I thought patching from directory will actually be more useful for big company 
IT, because you may put all tested patches in one place and run patchadd 
pointing to it - and you do know what will be applied, all patches from this 
directory. And this is additional feature - everything else - patchlist file, 
command line etc, work as it work before, except no need for ordering.

The question is which failed patch to report. Kshell script has exit first time 
it finds error and it is always first bad patch in the sequence. Recursive pdo 
algorithm do not have concept of sequential check - order for patches to be 
installed is what it determines also. I can exit with single error code easy, 
but which failed patch should I report, one of them incompatible, another one 
do not have requirement met? I can report one which first in the list provided 
to patchadd, but what about patching from directory? Which one to pick?
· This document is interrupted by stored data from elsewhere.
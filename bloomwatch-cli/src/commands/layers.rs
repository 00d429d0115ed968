//! `layers` command: list and describe catalog layers.

use super::common::{print_json, OutputFormat};
use crate::error::CliError;
use crate::runner::CliRunner;
use bloomwatch::layers::{FilterMode, LayerDescriptor, LayerFilter};
use clap::{Args, ValueEnum};

#[derive(Debug, Clone, Copy, Default, ValueEnum)]
pub enum MatchMode {
    /// Case-insensitive substring
    #[default]
    Contains,
    /// Case-insensitive prefix
    Prefix,
    /// Case-insensitive regular expression
    Regex,
}

impl From<MatchMode> for FilterMode {
    fn from(mode: MatchMode) -> Self {
        match mode {
            MatchMode::Contains => FilterMode::Contains,
            MatchMode::Prefix => FilterMode::Prefix,
            MatchMode::Regex => FilterMode::Regex,
        }
    }
}

#[derive(Debug, Args)]
pub struct LayersArgs {
    /// Only list layers matching this pattern
    #[arg(long)]
    pub filter: Option<String>,

    #[arg(long, value_enum, default_value_t)]
    pub mode: MatchMode,

    /// Describe one layer instead of listing
    #[arg(long, conflicts_with = "filter")]
    pub describe: Option<String>,

    #[arg(long, value_enum, default_value_t)]
    pub format: OutputFormat,
}

pub async fn run(runner: &CliRunner, args: LayersArgs) -> Result<(), CliError> {
    runner.log_startup("layers");
    let service = runner.create_service()?;

    if let Some(layer_id) = &args.describe {
        let layer = service.describe_layer(layer_id).await?;
        match args.format {
            OutputFormat::Json => print_json(&layer)?,
            OutputFormat::Text => print_layer(&layer),
        }
        return Ok(());
    }

    let filter = LayerFilter::new(args.filter.as_deref().unwrap_or(""), args.mode.into())
        .map_err(|e| CliError::InvalidArgument(e.to_string()))?;
    let ids = service.list_layers(&filter).await?;

    match args.format {
        OutputFormat::Json => print_json(&ids)?,
        OutputFormat::Text => {
            let info = service.service_info().await?;
            println!("{} (WMS {})", info.title, info.version);
            println!("{} matching layer(s)", ids.len());
            println!();
            for id in &ids {
                println!("  {}", id);
            }
        }
    }
    Ok(())
}

fn print_layer(layer: &LayerDescriptor) {
    println!("{}", layer.layer_id);
    println!("  Title:      {}", layer.display_name);
    if let Some(description) = &layer.description {
        println!("  About:      {}", description);
    }
    println!("  Projection: {}", layer.projection);
    println!("  Tiles:      {}", layer.tile_url_template);
    match &layer.valid_time_range {
        Some(range) => println!("  Valid:      {}", range),
        None => println!("  Valid:      not time-enabled"),
    }
    if let Some(default_time) = &layer.default_time {
        println!("  Default:    {}", default_time);
    }
    if let Some(bbox) = &layer.geographic_bbox {
        println!("  Extent:     {}", bbox);
    }
}
//! Bloomwatch - multi-source geospatial aggregation
//!
//! Combines a WMS tile layer catalog, a STAC satellite scene catalog and an
//! optional image classifier into one map view per query.
//!
//! # High-Level API
//!
//! For most use cases, the [`service`] module provides a simplified facade:
//!
//! ```ignore
//! use bloomwatch::config::ConfigFile;
//! use bloomwatch::geo::RawQuery;
//! use bloomwatch::service::BloomwatchService;
//!
//! let service = BloomwatchService::new(ConfigFile::load()?)?;
//! let query = RawQuery::new("-122.5,37.5,-122.0,38.0", "MODIS_Terra_NDVI_8Day")
//!     .with_date("2024-05-01");
//! let view = service.build_view(&query).await?;
//! ```
//!
//! The building blocks are usable on their own: [`geo`] validates queries,
//! [`layers`], [`scenes`] and [`inference`] talk to the upstreams,
//! [`geocode`] turns addresses into coordinates, and [`aggregate`] fans out
//! to the upstreams behind a TTL cache.

pub mod aggregate;
pub mod cache;
pub mod config;
pub mod geo;
pub mod geocode;
pub mod inference;
pub mod layers;
pub mod logging;
pub mod scenes;
pub mod service;
pub mod upstream;

/// Version of the bloomwatch library and CLI.
///
/// Synchronized across the workspace from `Cargo.toml`.
pub const VERSION: &str = env!("CARGO_PKG_VERSION");

#[cfg(test)]
mod tests {
    use super::*;

    #[test]
    fn test_version_is_set() {
        assert!(!VERSION.is_empty());
    }
}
I can imagine something like - "report status of this patch if we try to 
install it with that other patches". Like additional option specifying patch 
which you are interested in. Pdo is so fast that analyzing all patches to 
report only one will take no time and not a problem. 
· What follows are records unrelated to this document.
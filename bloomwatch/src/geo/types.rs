//! Geographic query type definitions

use chrono::NaiveDate;
use serde::{Deserialize, Serialize};
use std::fmt;
use thiserror::Error;

/// Valid latitude range
pub const MIN_LAT: f64 = -90.0;
pub const MAX_LAT: f64 = 90.0;

/// Valid longitude range
pub const MIN_LON: f64 = -180.0;
pub const MAX_LON: f64 = 180.0;

/// A caller-fixable problem with a raw query.
///
/// `field` names the offending input (`bbox`, `start_date`, `end_date`,
/// `date_range`, `layer_id`, `zoom`) so the UI can highlight it.
#[derive(Debug, Clone, PartialEq, Eq, Error)]
#[error("invalid {field}: {reason}")]
pub struct ValidationError {
    pub field: &'static str,
    pub reason: String,
}

impl ValidationError {
    pub fn new(field: &'static str, reason: impl Into<String>) -> Self {
        Self {
            field,
            reason: reason.into(),
        }
    }
}

/// Geographic bounding box in decimal degrees.
///
/// A validated box always satisfies `min_lon < max_lon` and `min_lat < max_lat`
/// with every edge inside the WGS84 range.
#[derive(Debug, Clone, Copy, PartialEq, Serialize, Deserialize)]
pub struct BBox {
    pub min_lon: f64,
    pub min_lat: f64,
    pub max_lon: f64,
    pub max_lat: f64,
}

impl BBox {
    /// Builds a box, checking ordering and coordinate ranges.
    pub fn new(min_lon: f64, min_lat: f64, max_lon: f64, max_lat: f64) -> Result<Self, ValidationError> {
        let edges = [min_lon, min_lat, max_lon, max_lat];
        if edges.iter().any(|v| !v.is_finite()) {
            return Err(ValidationError::new("bbox", "coordinates must be finite numbers"));
        }
        if !(MIN_LON..=MAX_LON).contains(&min_lon) || !(MIN_LON..=MAX_LON).contains(&max_lon) {
            return Err(ValidationError::new(
                "bbox",
                format!("longitude must be within [{}, {}]", MIN_LON, MAX_LON),
            ));
        }
        if !(MIN_LAT..=MAX_LAT).contains(&min_lat) || !(MIN_LAT..=MAX_LAT).contains(&max_lat) {
            return Err(ValidationError::new(
                "bbox",
                format!("latitude must be within [{}, {}]", MIN_LAT, MAX_LAT),
            ));
        }
        if min_lon >= max_lon {
            return Err(ValidationError::new(
                "bbox",
                format!("min_lon {} must be less than max_lon {}", min_lon, max_lon),
            ));
        }
        if min_lat >= max_lat {
            return Err(ValidationError::new(
                "bbox",
                format!("min_lat {} must be less than max_lat {}", min_lat, max_lat),
            ));
        }
        Ok(Self {
            min_lon,
            min_lat,
            max_lon,
            max_lat,
        })
    }

    /// Width in degrees of longitude.
    pub fn width(&self) -> f64 {
        self.max_lon - self.min_lon
    }

    /// Height in degrees of latitude.
    pub fn height(&self) -> f64 {
        self.max_lat - self.min_lat
    }

    /// Centre point as `(lat, lon)`.
    pub fn center(&self) -> (f64, f64) {
        (
            (self.min_lat + self.max_lat) / 2.0,
            (self.min_lon + self.max_lon) / 2.0,
        )
    }

    /// Returns true when the two boxes share any area.
    pub fn intersects(&self, other: &BBox) -> bool {
        self.min_lon < other.max_lon
            && other.min_lon < self.max_lon
            && self.min_lat < other.max_lat
            && other.min_lat < self.max_lat
    }

    /// Edges as `[min_lon, min_lat, max_lon, max_lat]`.
    pub fn to_array(&self) -> [f64; 4] {
        [self.min_lon, self.min_lat, self.max_lon, self.max_lat]
    }

    /// Edges scaled to integers at the given number of decimal places.
    ///
    /// Two boxes that round to the same value address the same cache entry.
    pub fn rounded(&self, precision: u32) -> [i64; 4] {
        let scale = 10f64.powi(precision as i32);
        self.to_array().map(|v| (v * scale).round() as i64)
    }

    /// WMS 1.3.0 `BBOX` parameter for EPSG:4326 (lat/lon axis order).
    pub fn to_wms_4326(&self) -> String {
        format!(
            "{},{},{},{}",
            self.min_lat, self.min_lon, self.max_lat, self.max_lon
        )
    }

    /// WMS `BBOX` parameter in Web Mercator metres (EPSG:3857).
    pub fn to_wms_3857(&self) -> String {
        let (min_x, min_y) = lon_lat_to_mercator(self.min_lon, self.min_lat);
        let (max_x, max_y) = lon_lat_to_mercator(self.max_lon, self.max_lat);
        format!("{:.2},{:.2},{:.2},{:.2}", min_x, min_y, max_x, max_y)
    }
}

impl fmt::Display for BBox {
    fn fmt(&self, f: &mut fmt::Formatter<'_>) -> fmt::Result {
        write!(
            f,
            "{},{},{},{}",
            self.min_lon, self.min_lat, self.max_lon, self.max_lat
        )
    }
}

/// Web Mercator valid latitude limit.
const MERCATOR_MAX_LAT: f64 = 85.05112878;
const EARTH_RADIUS_M: f64 = 6_378_137.0;

fn lon_lat_to_mercator(lon: f64, lat: f64) -> (f64, f64) {
    let lat = lat.clamp(-MERCATOR_MAX_LAT, MERCATOR_MAX_LAT);
    let x = EARTH_RADIUS_M * lon.to_radians();
    let y = EARTH_RADIUS_M * (std::f64::consts::FRAC_PI_4 + lat.to_radians() / 2.0).tan().ln();
    (x, y)
}

/// Inclusive range of calendar days.
#[derive(Debug, Clone, Copy, PartialEq, Eq, Hash, Serialize, Deserialize)]
pub struct DateRange {
    pub start: NaiveDate,
    pub end: NaiveDate,
}

impl DateRange {
    /// Builds a range, failing when `start` is after `end`.
    pub fn new(start: NaiveDate, end: NaiveDate) -> Result<Self, ValidationError> {
        if start > end {
            return Err(ValidationError::new(
                "date_range",
                format!("start date {} is after end date {}", start, end),
            ));
        }
        Ok(Self { start, end })
    }

    /// A range covering one day.
    pub fn single(day: NaiveDate) -> Self {
        Self {
            start: day,
            end: day,
        }
    }

    pub fn contains(&self, day: NaiveDate) -> bool {
        self.start <= day && day <= self.end
    }

    /// Number of days covered, both ends included.
    pub fn days(&self) -> i64 {
        (self.end - self.start).num_days() + 1
    }

    /// RFC 3339 interval covering whole days, as STAC `datetime` expects.
    pub fn to_rfc3339_interval(&self) -> String {
        format!(
            "{}T00:00:00Z/{}T23:59:59Z",
            self.start.format("%Y-%m-%d"),
            self.end.format("%Y-%m-%d")
        )
    }
}

impl fmt::Display for DateRange {
    fn fmt(&self, f: &mut fmt::Formatter<'_>) -> fmt::Result {
        if self.start == self.end {
            write!(f, "{}", self.start)
        } else {
            write!(f, "{}/{}", self.start, self.end)
        }
    }
}

/// A validated, immutable map query.
#[derive(Debug, Clone, PartialEq, Serialize, Deserialize)]
pub struct GeoQuery {
    pub bbox: BBox,
    pub date_range: DateRange,
    pub layer_id: String,
    pub zoom: u8,
    /// The zoom the caller asked for when it had to be clamped.
    #[serde(default, skip_serializing_if = "Option::is_none")]
    pub zoom_clamped_from: Option<i64>,
}

impl GeoQuery {
    /// Returns true when normalization corrected the requested zoom.
    pub fn zoom_was_clamped(&self) -> bool {
        self.zoom_clamped_from.is_some()
    }
}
But how apply this exit policy to the zones? It is not even linear but 
two-dimentional - zones x patches.

Other question is now if I have rejected patches I will proceed with all 
applicable anyway and install them. Reason for this - we should not stop 
installation if on one zone one of the patches already installed by zone admin. 
So for this reason if there is a subset of patches applicable patchadd will 
apply it.

What exit code should be if some patches installed and some did not? It is not 
a complete failure on my opinion.

Thanks, Vassili.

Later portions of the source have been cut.